COMFORTS & COLISEUMS
About 4 years ago Mitchell’s great grandmother passed away. We attended her funeral deep in the heart of Wyoming, far from civilization as we knew it. It was early spring and the air was cold and vaguely punishing. Driving through the barren, lonely landscape of Wyoming I couldn't help but think about the many hardships and struggles experienced by the generations that came before us. Old brick and wood ruins lay sun-baked and weathered in grassy fields like fossils from an era long gone.
The eulogies were beautiful and gave tribute to a wonderful woman who lived a full life and did the best she could with her circumstances. She was my wife’s grandmother, and without her contribution to the gene pool my wife wouldn't exist, and neither would Mitch.
My children were too young to appreciate all that was happening; they, like me as a child, were more focused on cousins and casseroles. After the funeral service our family followed the remains of this lovely woman to the hearse. While all the young boys were busy fidgeting about in their suit jackets, Mitch sat there arrested … peering into shadows of a vehicle that contained no ordinary wood box. My son's eyes were fixed, deeply contemplative and ignored everything around him. It was as though Mitch sensed something was coming in the not-too-distant future.
Later that night Mitchell would ask me about death and the life after. He was genuinely curious and his questions went beyond the superficial concepts one would expect from a young child. I sensed in him a sincere desire to understand the realities of life and death. He wanted to know that which can only be seen and understood with spiritual eyes. As I sat at the edge of his bed, I shared with him some sacred experiences I had surrounding my father’s death about 18 years prior. While I will not share what we discussed, I did tell my son that I know that such a place exists. I know it as surely as I know my wife and children are in the next room. There was a peaceful, reassuring spirit that touched both of our hearts. Mitchell’s young mind was beginning to put the pieces together.
While I want so badly to pierce the veil of darkness between this life and the world beyond, I cannot. It is not meant for us to go there for reasons designed to strengthen and refine our souls; to build spiritual discipline and faith.
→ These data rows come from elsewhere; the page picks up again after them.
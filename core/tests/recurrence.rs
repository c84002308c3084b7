//! Recurring-revenue simulation tests.

use funnel_core::{
    config::RecurrenceParams,
    recurrence_subsystem::{simulate, RecurrenceState},
    types::{MonthlySeries, HORIZON},
};

// ── Helpers ──────────────────────────────────────────────────────────────────

const TICKET: f64 = 17_000.0;

fn saas_params() -> RecurrenceParams {
    RecurrenceParams {
        initial_base:   700_000.0,
        churn_rate:     0.06,
        retention_rate: 0.25,
        initial_gap_override: None,
    }
}

fn flat(value: f64) -> MonthlySeries {
    [value; HORIZON]
}

fn assert_close(actual: f64, expected: f64, what: &str) {
    let tolerance = 1e-6 * expected.abs().max(1.0);
    assert!(
        (actual - expected).abs() <= tolerance,
        "{what}: expected {expected}, got {actual}"
    );
}

// ── Tests ────────────────────────────────────────────────────────────────────

/// 1.25M target against a 700k base leaves 550k to sell, ≈ 32.35 sales.
#[test]
fn first_month_gap_is_target_minus_base() {
    let outcome = simulate(&saas_params(), &flat(1_250_000.0), TICKET);

    assert_close(outcome.recurring_base[0], 700_000.0, "base[0]");
    assert_close(outcome.revenue_to_sell[0], 550_000.0, "revenue_to_sell[0]");
    assert_close(outcome.new_sales_count[0], 550_000.0 / 17_000.0, "new_sales[0]");
    assert!((outcome.new_sales_count[0] - 32.35).abs() < 0.01);
}

/// Month 1 base = 700k × 0.94 + 32.35 sales × 17k × 0.25 retained.
#[test]
fn retained_sales_feed_next_month_base() {
    let outcome = simulate(&saas_params(), &flat(1_250_000.0), TICKET);

    let expected_base = 700_000.0 * 0.94 + 550_000.0 * 0.25;
    assert_close(outcome.recurring_base[1], expected_base, "base[1]");
    assert_close(outcome.revenue_to_sell[1], 1_250_000.0 - expected_base, "revenue_to_sell[1]");
}

/// With no retention and nothing to sell, the base decays geometrically.
#[test]
fn base_decays_by_churn_without_sales() {
    let params = RecurrenceParams { retention_rate: 0.0, ..saas_params() };

    let outcome = simulate(&params, &flat(0.0), TICKET);

    for month in 0..HORIZON {
        let expected = 700_000.0 * 0.94_f64.powi(month as i32);
        assert_close(outcome.recurring_base[month], expected, "decayed base");
        assert_eq!(outcome.revenue_to_sell[month], 0.0);
        assert_eq!(outcome.new_sales_count[month], 0.0);
    }
}

/// A target already covered by the base yields zero to sell, never negative.
#[test]
fn revenue_to_sell_clamped_at_zero() {
    let outcome = simulate(&saas_params(), &flat(400_000.0), TICKET);

    for month in 0..HORIZON {
        assert!(outcome.revenue_to_sell[month] >= 0.0);
    }
    assert_eq!(outcome.revenue_to_sell[0], 0.0);
}

/// Overshooting one month earns no credit in the next: the base simply
/// decays from where it was.
#[test]
fn surplus_is_not_carried_forward() {
    let mut targets = flat(1_250_000.0);
    targets[0] = 0.0;

    let outcome = simulate(&saas_params(), &targets, TICKET);

    assert_eq!(outcome.revenue_to_sell[0], 0.0);
    assert_close(outcome.recurring_base[1], 700_000.0 * 0.94, "base[1]");
    assert_close(outcome.revenue_to_sell[1], 1_250_000.0 - 658_000.0, "revenue_to_sell[1]");
}

/// A gap override pins month 0's revenue to sell and back-solves the base.
#[test]
fn gap_override_pins_first_month() {
    let params = RecurrenceParams { initial_gap_override: Some(200_000.0), ..saas_params() };

    let outcome = simulate(&params, &flat(1_250_000.0), TICKET);

    assert_close(outcome.recurring_base[0], 1_050_000.0, "back-solved base");
    assert_close(outcome.revenue_to_sell[0], 200_000.0, "pinned gap");
}

/// Stepping the state by hand reproduces the full simulation.
#[test]
fn manual_steps_match_simulation() {
    let params = saas_params();
    let targets: MonthlySeries = [
        1_125_000.0, 1_237_500.0, 1_387_500.0, 1_350_000.0, 1_485_000.0, 1_665_000.0,
        1_800_000.0, 1_980_000.0, 2_220_000.0, 2_720_000.0, 2_880_000.0, 2_400_000.0,
    ];
    let outcome = simulate(&params, &targets, TICKET);

    let mut state = RecurrenceState::initial(&params, targets[0]);
    for (month, target) in targets.iter().enumerate() {
        let (next, figures) = state.step(*target, &params, TICKET);
        assert_eq!(figures.recurring_base, outcome.recurring_base[month]);
        assert_eq!(figures.revenue_to_sell, outcome.revenue_to_sell[month]);
        assert_eq!(figures.new_sales_count, outcome.new_sales_count[month]);
        state = next;
    }
}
And faith is a power so often talked about but little understood.
I have been taught that you cannot force a spiritual experience any more than you can force an egg to hatch before its time. But you can create a climate that fosters spiritual growth, nourishes and protects our souls and opens our spiritual eyes to that which cannot be seen or understood with mortal senses. But all too often we turn our pain into anger or pseudo intellectualism that would splinter the delicate spiritual fabric of our souls. It is ironic that, being mortal and flawed, we run from the very things that can save us.
We have all seen it time and again; when tragedy comes it is human nature to stand a little taller, to serve a little more and to look upward for heavenly help. It is easy to do the right things when the storms of life threaten to destroy the comforts and coliseums we build around us.
What is more telling of us is what we do when the sun is shining.
Losing my son has been a colossal emotional storm. One day when the strong emotional waves and hurricane-force winds subside, I vow to keep my eyes on true north and do what matters most. Because the time will come when, like my precious son, I will be placed in a box beside him and buried from human sight. And none of the comforts and coliseums we may be tempted to chase after will matter. Not one bit.